Serology-based assays are becoming more common since they address some of the problems associated with the culturing and imaging techniques. These in vitro assays can identify antibodies in sera that are active against one or more microorganisms that may be associated with a biofilm infection. The assays are typically conducted by testing serum with a test antigen believed to be indicative of the biofilm infection. Antibodies in the sera are typically tagged with a marker (e.g., fluorophore or nanoparticle) so that any antibodies that bind to the test antigen are readily observable on a substrate. However, at least one significant drawback of the assay technique is that determination of the presence of a microorganism does not necessarily indicate the active presence of a biofilm infection. A microorganism can be present in sera for several reasons other than due to a biofilm infection. For example, S. aureus is a highly ubiquitous pathogen which is often detected in serology-based assays as a false positive, because the antigen used is not indicative of the biofilm mode of growth.
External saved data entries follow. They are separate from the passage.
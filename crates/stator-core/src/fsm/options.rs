//! Per-call retry configuration and backoff functions.

use std::sync::Arc;
use std::time::Duration;

/// Backoff function: maps a zero-based attempt index to a wait duration.
pub type BackoffFn = Arc<dyn Fn(u32) -> Duration + Send + Sync>;

/// Retry configuration for a single `transition` invocation.
///
/// Scoped to that one call and never persisted on the entity. The default
/// is no retries and a zero wait.
#[derive(Clone)]
pub struct TransitionOptions {
    pub(crate) max_retries: u32,
    pub(crate) backoff: BackoffFn,
}

impl Default for TransitionOptions {
    fn default() -> Self {
        Self {
            max_retries: 0,
            backoff: Arc::new(|_| Duration::ZERO),
        }
    }
}

impl TransitionOptions {
    /// Options with no retries and a zero wait.
    pub fn new() -> Self {
        Self::default()
    }

    /// Set the maximum number of retries. Total attempts are
    /// `max_retries + 1`.
    pub fn with_max_retries(mut self, max_retries: u32) -> Self {
        self.max_retries = max_retries;
        self
    }

    /// Set the backoff function consulted between attempts.
    pub fn with_backoff(
        mut self,
        backoff: impl Fn(u32) -> Duration + Send + Sync + 'static,
    ) -> Self {
        self.backoff = Arc::new(backoff);
        self
    }

    /// Configured maximum number of retries.
    pub fn max_retries(&self) -> u32 {
        self.max_retries
    }
}

impl std::fmt::Debug for TransitionOptions {
    fn fmt(&self, f: &mut std::fmt::Formatter<'_>) -> std::fmt::Result {
        f.debug_struct("TransitionOptions")
            .field("max_retries", &self.max_retries)
            .finish()
    }
}

/// Backoff that waits the same delay before every retry.
pub fn fixed_backoff(delay: Duration) -> impl Fn(u32) -> Duration + Send + Sync + 'static {
    move |_| delay
}

/// Exponential backoff: `base * multiplier^attempt`.
pub fn exponential_backoff(
    base: Duration,
    multiplier: f64,
) -> impl Fn(u32) -> Duration + Send + Sync + 'static {
    move |attempt| {
        let secs = base.as_secs_f64() * multiplier.powi(attempt as i32);
        Duration::from_secs_f64(secs)
    }
}

#[cfg(test)]
mod tests {
    use super::*;

    #[test]
    fn defaults_to_no_retries_and_zero_wait() {
        let options = TransitionOptions::default();
        assert_eq!(options.max_retries, 0);
        assert_eq!((options.backoff)(0), Duration::ZERO);
        assert_eq!((options.backoff)(7), Duration::ZERO);
    }

    #[test]
    fn builder_sets_retries_and_backoff() {
        let options = TransitionOptions::new()
            .with_max_retries(3)
            .with_backoff(|attempt| Duration::from_millis(10 * (attempt as u64 + 1)));

        assert_eq!(options.max_retries(), 3);
        assert_eq!((options.backoff)(1), Duration::from_millis(20));
    }

    #[test]
    fn fixed_backoff_is_constant() {
        let backoff = fixed_backoff(Duration::from_millis(250));
        assert_eq!(backoff(0), Duration::from_millis(250));
        assert_eq!(backoff(9), Duration::from_millis(250));
    }

    #[test]
    fn exponential_backoff_doubles_per_attempt() {
        let backoff = exponential_backoff(Duration::from_secs(2), 2.0);
        assert_eq!(backoff(0), Duration::from_secs(2));
        assert_eq!(backoff(1), Duration::from_secs(4));
        assert_eq!(backoff(2), Duration::from_secs(8));
    }
}
pub mod auth;
pub mod cors;
pub mod logger;
pub mod request_tracking;

pub use request_tracking::{REQUEST_ID_HEADER, extract_request_id, request_tracking_middleware};
use std::collections::BTreeMap;

use async_trait::async_trait;
use serde_json::Value;
use tokio::sync::RwLock;

use super::{SpaceStore, StoreResult};
use crate::db::models::space::{FIELD_ID, Item, Space, SpaceDraft};

/// In-process store used for local development and tests.
#[derive(Default)]
pub struct MemorySpaceRepo {
    items: RwLock<BTreeMap<String, Item>>,
}

impl MemorySpaceRepo {
    pub fn new() -> Self {
        Self::default()
    }

    /// Builds a store pre-populated with raw items. Items without a string
    /// `id` attribute are skipped.
    pub fn with_items(items: impl IntoIterator<Item = Item>) -> Self {
        let items = items
            .into_iter()
            .filter_map(|item| {
                let id = item.get(FIELD_ID)?.as_str()?.to_string();
                Some((id, item))
            })
            .collect();
        Self {
            items: RwLock::new(items),
        }
    }

    pub async fn len(&self) -> usize {
        self.items.read().await.len()
    }

    pub async fn is_empty(&self) -> bool {
        self.items.read().await.is_empty()
    }
}

#[async_trait]
impl SpaceStore for MemorySpaceRepo {
    async fn get(&self, id: &str) -> StoreResult<Option<Item>> {
        Ok(self.items.read().await.get(id).cloned())
    }

    async fn scan(&self) -> StoreResult<Vec<Item>> {
        Ok(self.items.read().await.values().cloned().collect())
    }

    async fn put(&self, space: &Space) -> StoreResult<()> {
        self.items
            .write()
            .await
            .insert(space.id.clone(), space.to_item());
        Ok(())
    }

    async fn update(&self, id: &str, changes: &SpaceDraft) -> StoreResult<Item> {
        let mut items = self.items.write().await;
        let item = items.entry(id.to_string()).or_insert_with(|| {
            let mut item = Item::new();
            item.insert(FIELD_ID.to_string(), Value::String(id.to_string()));
            item
        });
        for (name, value) in changes.changes() {
            item.insert(name.to_string(), Value::String(value.to_string()));
        }
        Ok(item.clone())
    }

    async fn delete(&self, id: &str) -> StoreResult<()> {
        self.items.write().await.remove(id);
        Ok(())
    }
}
In addition, even if a serology-based assay can firmly establish the presence of a biofilm infection, this information is highly limited in that it generally does not provide information on the location or extent of the infection. Yet, knowing the location and extent of the biofilm infection is critical in determining a course of treatment.
Accordingly, there remains a need in the art for new, rapid, and inexpensive techniques to diagnose biofilm infections in patients. There is a particular need for in vivo diagnostic tests that can rapidly provide information on the precise location and severity of the infection. The diagnostic test would also preferably be easily incorporable into standard hospital equipment and procedures.